▶ _Records excerpted from a collection_:
· · · ·
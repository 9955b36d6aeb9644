//! Artifact scanner - finds compiled contract ABIs that override the builtins

use std::fs;
use std::path::{Path, PathBuf};

use alloy_json_abi::JsonAbi;
use walkdir::WalkDir;

use crate::domain::abi::{ContractKind, InterfaceRegistry, InterfaceSource};

/// Scanner for Hardhat `artifacts/` and Foundry `out/` directories
pub struct ArtifactScanner;

impl ArtifactScanner {
    /// Scan a single root directory for artifacts of known contracts
    pub fn scan(root: impl AsRef<Path>) -> InterfaceRegistry {
        let root = root.as_ref();
        let mut registry = InterfaceRegistry::new();
        let mut scanned_files = 0;
        let mut errors = Vec::new();

        for entry in WalkDir::new(root)
            .follow_links(false)
            .into_iter()
            .filter_entry(|e| !Self::is_ignored_dir(e.path()))
        {
            let entry = match entry {
                Ok(entry) => entry,
                Err(err) => {
                    errors.push(err.to_string());
                    continue;
                }
            };

            if !entry.file_type().is_file() {
                continue;
            }

            let path = entry.path();
            if path.extension().and_then(|s| s.to_str()) != Some("json") {
                continue;
            }
            if !Self::path_contains_any(path, &["out", "artifacts"]) {
                continue;
            }
            // Hardhat debug files sit next to each artifact
            if path.to_string_lossy().ends_with(".dbg.json") {
                continue;
            }

            scanned_files += 1;

            match Self::load_artifact(path) {
                Ok(Some((kind, abi))) => {
                    tracing::debug!(%kind, path = %path.display(), "artifact interface loaded");
                    registry.insert(kind, abi, InterfaceSource::Artifact(path.to_path_buf()));
                }
                Ok(None) => {}
                Err(err) => errors.push(format!("{}: {}", path.display(), err)),
            }
        }

        registry.scanned_files = scanned_files;
        registry.errors = errors;
        registry
    }

    /// Scan multiple root directories; later roots win
    pub fn scan_roots(roots: &[PathBuf]) -> InterfaceRegistry {
        let mut registry = InterfaceRegistry::new();
        for root in roots {
            registry.merge(Self::scan(root));
        }
        registry
    }

    /// Load an artifact if it belongs to a known contract
    fn load_artifact(path: &Path) -> anyhow::Result<Option<(ContractKind, JsonAbi)>> {
        let content = fs::read_to_string(path)?;
        let value: serde_json::Value = serde_json::from_str(&content)?;

        // Hardhat stores the name; Foundry names the file after the contract
        let name = value
            .get("contractName")
            .and_then(|v| v.as_str())
            .map(str::to_string)
            .or_else(|| {
                path.file_stem()
                    .and_then(|s| s.to_str())
                    .map(str::to_string)
            });
        let Some(kind) = name.as_deref().and_then(ContractKind::from_artifact_name) else {
            return Ok(None);
        };

        let Some(abi_value) = value.get("abi") else {
            return Ok(None);
        };
        let abi: JsonAbi = serde_json::from_value(abi_value.clone())?;
        Ok(Some((kind, abi)))
    }

    /// Check if a path should be ignored
    fn is_ignored_dir(path: &Path) -> bool {
        path.file_name()
            .and_then(|n| n.to_str())
            .map(|name| {
                matches!(
                    name,
                    ".git" | "target" | "node_modules" | "cache" | "build-info"
                )
            })
            .unwrap_or(false)
    }

    /// Check if path contains any of the given names
    fn path_contains_any(path: &Path, names: &[&str]) -> bool {
        path.components().any(|component| {
            if let std::path::Component::Normal(value) = component {
                if let Some(value) = value.to_str() {
                    return names.iter().any(|name| *name == value);
                }
            }
            false
        })
    }
}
· · · ·
▶ _Task_: Give the records above again, word for word.

▶ _Reply to the exercise_:
repository 9955b36d6aeb9644
//! Artifact scanner - finds compiled contract ABIs that override the builtins

use std::fs;
use std::path::{Path, PathBuf};

use alloy_json_abi::JsonAbi;
use walkdir::WalkDir;

use crate::domain::abi::{ContractKind, InterfaceRegistry, InterfaceSource};

/// Scanner for Hardhat `artifacts/` and Foundry `out/` directories
pub struct ArtifactScanner;

impl ArtifactScanner {
    /// Scan a single root directory for artifacts of known contracts
    pub fn scan(root: impl AsRef<Path>) -> InterfaceRegistry {
        let root = root.as_ref();
        let mut registry = InterfaceRegistry::new();
        let mut scanned_files = 0;
        let mut errors = Vec::new();

        for entry in WalkDir::new(root)
            .follow_links(false)
            .into_iter()
            .filter_entry(|e| !Self::is_ignored_dir(e.path()))
        {
            let entry = match entry {
                Ok(entry) => entry,
                Err(err) => {
                    errors.push(err.to_string());
                    continue;
                }
            };

            if !entry.file_type().is_file() {
                continue;
            }

            let path = entry.path();
            if path.extension().and_then(|s| s.to_str()) != Some("json") {
                continue;
            }
            if !Self::path_contains_any(path, &["out", "artifacts"]) {
                continue;
            }
            // Hardhat debug files sit next to each artifact
            if path.to_string_lossy().ends_with(".dbg.json") {
                continue;
            }

            scanned_files += 1;

            match Self::load_artifact(path) {
                Ok(Some((kind, abi))) => {
                    tracing::debug!(%kind, path = %path.display(), "artifact interface loaded");
                    registry.insert(kind, abi, InterfaceSource::Artifact(path.to_path_buf()));
                }
                Ok(None) => {}
                Err(err) => errors.push(format!("{}: {}", path.display(), err)),
            }
        }

        registry.scanned_files = scanned_files;
        registry.errors = errors;
        registry
    }

    /// Scan multiple root directories; later roots win
    pub fn scan_roots(roots: &[PathBuf]) -> InterfaceRegistry {
        let mut registry = InterfaceRegistry::new();
        for root in roots {
            registry.merge(Self::scan(root));
        }
        registry
    }

    /// Load an artifact if it belongs to a known contract
    fn load_artifact(path: &Path) -> anyhow::Result<Option<(ContractKind, JsonAbi)>> {
        let content = fs::read_to_string(path)?;
        let value: serde_json::Value = serde_json::from_str(&content)?;

        // Hardhat stores the name; Foundry names the file after the contract
        let name = value
            .get("contractName")
            .and_then(|v| v.as_str())
            .map(str::to_string)
            .or_else(|| {
                path.file_stem()
                    .and_then(|s| s.to_str())
                    .map(str::to_string)
            });
        let Some(kind) = name.as_deref().and_then(ContractKind::from_artifact_name) else {
            return Ok(None);
        };

        let Some(abi_value) = value.get("abi") else {
            return Ok(None);
        };
        let abi: JsonAbi = serde_json::from_value(abi_value.clone())?;
        Ok(Some((kind, abi)))
    }

    /// Check if a path should be ignored
    fn is_ignored_dir(path: &Path) -> bool {
        path.file_name()
            .and_then(|n| n.to_str())
            .map(|name| {
                matches!(
                    name,
                    ".git" | "target" | "node_modules" | "cache" | "build-info"
                )
            })
            .unwrap_or(false)
    }

    /// Check if path contains any of the given names
    fn path_contains_any(path: &Path, names: &[&str]) -> bool {
        path.components().any(|component| {
            if let std::path::Component::Normal(value) = component {
                if let Some(value) = value.to_str() {
                    return names.iter().any(|name| *name == value);
                }
            }
            false
        })
    }
}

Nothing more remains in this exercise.